© 2003-17 Susan K. Mikota DVM and Donald C. Plumb, Pharm.D. Published by
Elephant Care International
Disclaimer: the information on this page is used entirely at the reader's discretion, and is made available on the express condition that no liability, expressed or implied, is accepted by the authors or publisher for the accuracy, content, or use thereof.
Elephant specific information, if available, is in blue.
Chemistry – A semi-synthetic macrolide antibiotic, tilmicosin phosphate is commercially available in a 300 mg/ml (of tilmicosin base) injection with 25% propylene glycol.
Storage/Stability/Compatibility – Store the injection at or below room temperature. Avoid exposure to direct sunlight.
Pharmacology – Like other macrolides, tilmicosin has activity primarily against gram positive bacteria, although some gram negative bacteria are affected and the drug reportedly has some activity against mycoplasma. Preliminary studies have shown that 95% of studied isolates of Pasturella haemolytica are sensitive.
Uses/Indications – Tilmicosin is indicated fort the treatment of bovine respiratory diseases (BRD) caused by Pasturella haemolytica.
Pharmacokinetics – Tilmicosin apparently concentrates in lung tissue. At 3 days post injection, the lung:serum ratio is about 60:1. MIC95 concentrations (3.12 micrograms/ml) for P. Haemolytica persist for a minimum of 3 days after a single injection.
Contraindications/Precautions/Reproductive Safety – Not to be used in automatically powered syringes or to be given intravenously as fatalities may result. Tilmicosin has been shown to be fatal in swine, non-human primates and potentially fatal in horses.
Safe use in pregnant animals or in animals to be used for breeding purposes has not been demonstrated.

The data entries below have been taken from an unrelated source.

//! Player and enemy spawning
//!
//! Every character starts as a prefab; the runtime-only components
//! (controllers, AI, stats, collision) are attached here.

use scene_engine::prelude::*;

use crate::components::{
    AnimationComponent, AttackComponent, AudioComponent, CharacterRotationComponent,
    ControllerComponent, EnemyAiComponent, Facing, MovementComponent, NodeGraphComponent,
    StatsComponent,
};
use crate::config::PlayerConfig;
use crate::error::GameResult;

/// Mass of character physics bodies
pub const CHARACTER_MASS: f32 = 0.1;

/// Weapon placement relative to the hand socket
const WEAPON_OFFSET: [f32; 3] = [0.0, 0.0, -2.25];
const WEAPON_ROTATION_DEGREES: [f32; 3] = [0.0, 0.0, 90.0];
const WEAPON_SCALE: f32 = 10.0;

/// Spawn the player prefab at `position` with controller, combat and
/// collision components, and its weapon in hand
///
/// On error the partly built player is removed again.
pub fn spawn_player(registry: &mut SceneRegistry, config: &PlayerConfig, position: Vec3) -> GameResult<Entity> {
    let player = registry.load_prefab(&config.prefab)?;
    if let Err(err) = equip_player(registry, player, config, position) {
        registry.delete_node(player);
        return Err(err);
    }
    log::info!("Spawned player '{}' at {:?}", config.name, position);
    Ok(player)
}

fn equip_player(registry: &mut SceneRegistry, player: Entity, config: &PlayerConfig, position: Vec3) -> GameResult<()> {
    registry.rename(player, config.name.as_str())?;
    registry.insert_controller(player)?;

    {
        let world = registry.world_mut();
        world.add_component(player, ControllerComponent::new());
        world.add_component(player, CharacterComponent::new(config.speed));
        world.add_component(
            player,
            MovementComponent {
                walk_speed: config.speed,
                ..MovementComponent::default()
            },
        );
        world.add_component(player, CharacterRotationComponent::new(Facing::Down));
        world.add_component(
            player,
            ColliderComponent::new(ColliderShape::Capsule { radius: 0.25, height: 0.8 }, CHARACTER_MASS),
        );

        let graph = NodeGraphComponent::flatten(world, player);
        world.add_component(player, graph);
        world.add_component(
            player,
            AnimationComponent::looping(config.prefab.as_str(), "idleStart", "idleEnd", 2.0),
        );
        world.add_component(player, AttackComponent::default());
        world.add_component(player, StatsComponent::new(100, 25, 10, 0.75));
        world.add_component(player, AudioComponent::new("Audio/hitHurt.wav"));

        if let Some(node) = world.get_component_mut::<NodeComponent>(player) {
            node.is_parent = true;
            node.engine_flags |= EngineFlags::TRANSFORM | EngineFlags::COLLIDER | EngineFlags::HEADNODE;
            node.game_flags |= GameFlags::MOVEMENT;
        }
        world.refresh(player);
    }

    registry.teleport(player, position);
    registry.insert_rigid_body(player, CHARACTER_MASS)?;

    if let Some(weapon) = &config.weapon_prefab {
        attach_weapon(registry, player, weapon, &config.weapon_socket)?;
    }
    Ok(())
}

/// Parent a weapon prefab to the node called `socket` in the character's
/// graph, falling back to the character root
fn attach_weapon(registry: &mut SceneRegistry, character: Entity, prefab: &str, socket: &str) -> GameResult<Entity> {
    let weapon = registry.load_prefab(prefab)?;
    let hand = registry
        .world()
        .get_component::<NodeGraphComponent>(character)
        .and_then(|graph| graph.find(registry.world(), socket))
        .unwrap_or_else(|| {
            log::warn!("No socket '{}' on {:?}, attaching weapon to the root", socket, character);
            character
        });

    registry.make_child(weapon, hand)?;

    let world = registry.world_mut();
    if let Some(transform) = world.get_component_mut::<TransformComponent>(weapon) {
        transform.local = Transform::from_euler_degrees(
            Vec3::from(WEAPON_OFFSET),
            Vec3::from(WEAPON_ROTATION_DEGREES),
            Vec3::repeat(WEAPON_SCALE),
        );
    }
    let parent_world = TransformSystem::parent_world(world, weapon);
    TransformSystem::propagate(world, weapon, parent_world);
    world.refresh(weapon);
    Ok(weapon)
}

/// Spawn a static-pose enemy
pub fn spawn_enemy(
    registry: &mut SceneRegistry,
    position: Vec3,
    rotation_degrees: Vec3,
    name: &str,
    prefab: &str,
) -> GameResult<Entity> {
    let enemy = spawn_enemy_base(registry, position, rotation_degrees, name, prefab, Facing::Up)?;
    let world = registry.world_mut();
    world.add_component(enemy, AudioComponent::new("Audio/menu.wav"));
    world.refresh(enemy);
    Ok(enemy)
}

/// Spawn an enemy that plays its walk cycle.
///
/// Only prefabs with a skeleton (more than one node) get the animation.
pub fn spawn_enemy_anim(
    registry: &mut SceneRegistry,
    position: Vec3,
    rotation_degrees: Vec3,
    name: &str,
    prefab: &str,
) -> GameResult<Entity> {
    let enemy = spawn_enemy_base(registry, position, rotation_degrees, name, prefab, Facing::Left)?;
    let world = registry.world_mut();
    let rigged = world
        .get_component::<NodeGraphComponent>(enemy)
        .is_some_and(|graph| graph.nodes.len() > 1);
    if rigged {
        world.add_component(enemy, AnimationComponent::looping(prefab, "walkStart", "walkEnd", 0.5));
        world.refresh(enemy);
    }
    Ok(enemy)
}

fn spawn_enemy_base(
    registry: &mut SceneRegistry,
    position: Vec3,
    rotation_degrees: Vec3,
    name: &str,
    prefab: &str,
    facing: Facing,
) -> GameResult<Entity> {
    let enemy = registry.load_prefab(prefab)?;
    if let Err(err) = dress_enemy(registry, enemy, position, rotation_degrees, name, facing) {
        registry.delete_node(enemy);
        return Err(err);
    }
    log::debug!("Spawned enemy '{}' from '{}' at {:?}", name, prefab, position);
    Ok(enemy)
}

fn dress_enemy(
    registry: &mut SceneRegistry,
    enemy: Entity,
    position: Vec3,
    rotation_degrees: Vec3,
    name: &str,
    facing: Facing,
) -> GameResult<()> {
    registry.rename(enemy, name)?;

    let world = registry.world_mut();
    let scale = world
        .get_component::<TransformComponent>(enemy)
        .map_or_else(|| Vec3::repeat(1.0), |transform| transform.local.scale);
    world.add_component(
        enemy,
        TransformComponent::from_transform(Transform::from_euler_degrees(position, rotation_degrees, scale)),
    );
    TransformSystem::propagate(world, enemy, None);

    let graph = NodeGraphComponent::flatten(world, enemy);
    world.add_component(enemy, graph);
    world.add_component(enemy, CharacterRotationComponent::new(facing));
    world.add_component(enemy, EnemyAiComponent::default());
    world.add_component(enemy, MovementComponent::default());
    world.add_component(enemy, StatsComponent::default());
    if !world.has_component::<ColliderComponent>(enemy) {
        world.add_component(enemy, ColliderComponent::new(ColliderShape::Box(scale), CHARACTER_MASS));
    }

    if let Some(node) = world.get_component_mut::<NodeComponent>(enemy) {
        node.is_parent = true;
        node.engine_flags |= EngineFlags::TRANSFORM | EngineFlags::COLLIDER | EngineFlags::HEADNODE;
        node.game_flags |= GameFlags::MOVEMENT;
    }
    world.refresh(enemy);

    let mass = world
        .get_component::<RigidBodyComponent>(enemy)
        .map_or(CHARACTER_MASS, |body| body.mass);
    registry.insert_rigid_body(enemy, mass)?;
    Ok(())
}

/// Scene roots that are enemies
pub fn find_enemies(registry: &SceneRegistry) -> Vec<Entity> {
    registry
        .parents()
        .iter()
        .copied()
        .filter(|&root| registry.world().has_component::<EnemyAiComponent>(root))
        .collect()
}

Adverse Effects/Warnings – If administered IM, a local tissue reaction may occur resulting in trim loss. Edema may be noted at the site of subcutaneous injection.
Avoid contact with eyes.
Overdosage/Acute Toxicity – The cardiovascular system is apparently the target of toxicity in animals. In cattle, doses up to 50 mg/kg did not cause death, but SQ doses of 150 mg/kg did cause fatalities. Doses as low as 10 mg/kg in swine caused increased respiration, emesis and seizures; 20 mg/kg caused deaths in most animals tested. In monkeys, 10 mg/kg administered once caused no signs of toxicity, but 20 mg/kg caused vomiting and 30 mg/kg caused death.
In cases of human injection, contact physician immediately. The manufacturer has emergency telephone numbers to assist in dealing with exposure: 1-800-722-0987 or 1-317-276-2000.
Drug Interactions – In swine, epinephrine increased the mortality associated with tilmicosin. No other specific information noted; refer to the erythromycin monograph for potential interactions.
For susceptible infections (subcutaneous injection behind the shoulders and over the ribs is suggested).
a) For treatment of pneumonic pasteurellosis in cattle: 10 mg/kg SQ every 72 hours. (Shewen and Bateman 1993)
b) Package insert (Micotil® 300; Elanco): 10 mg/kg SubQ (not more than 15 ml per injection site)
Monitoring Parameters – 1) Efficacy; 2) Withdrawal times
Client Information – If clients are administering the drug, they should be warned about the potential toxicity to humans, swine and horses if accidentally injected. They should also be carefully instructed in proper injection techniques. Avoid contact with eyes.
Dosage Forms/Preparations/FDA Approval Status/Withholding Times –
Tilmicosin for Subcutaneous Injection 300 mg/ml in 100 ml and 250 ml multi-dose vials; Micotil® 300 Injection (Elanco); (Rx) Approved for use in cattle. Not approved for use in female dairy cattle 20 months or older. Do not use in veal calves. Slaughter withdrawal = 28 days.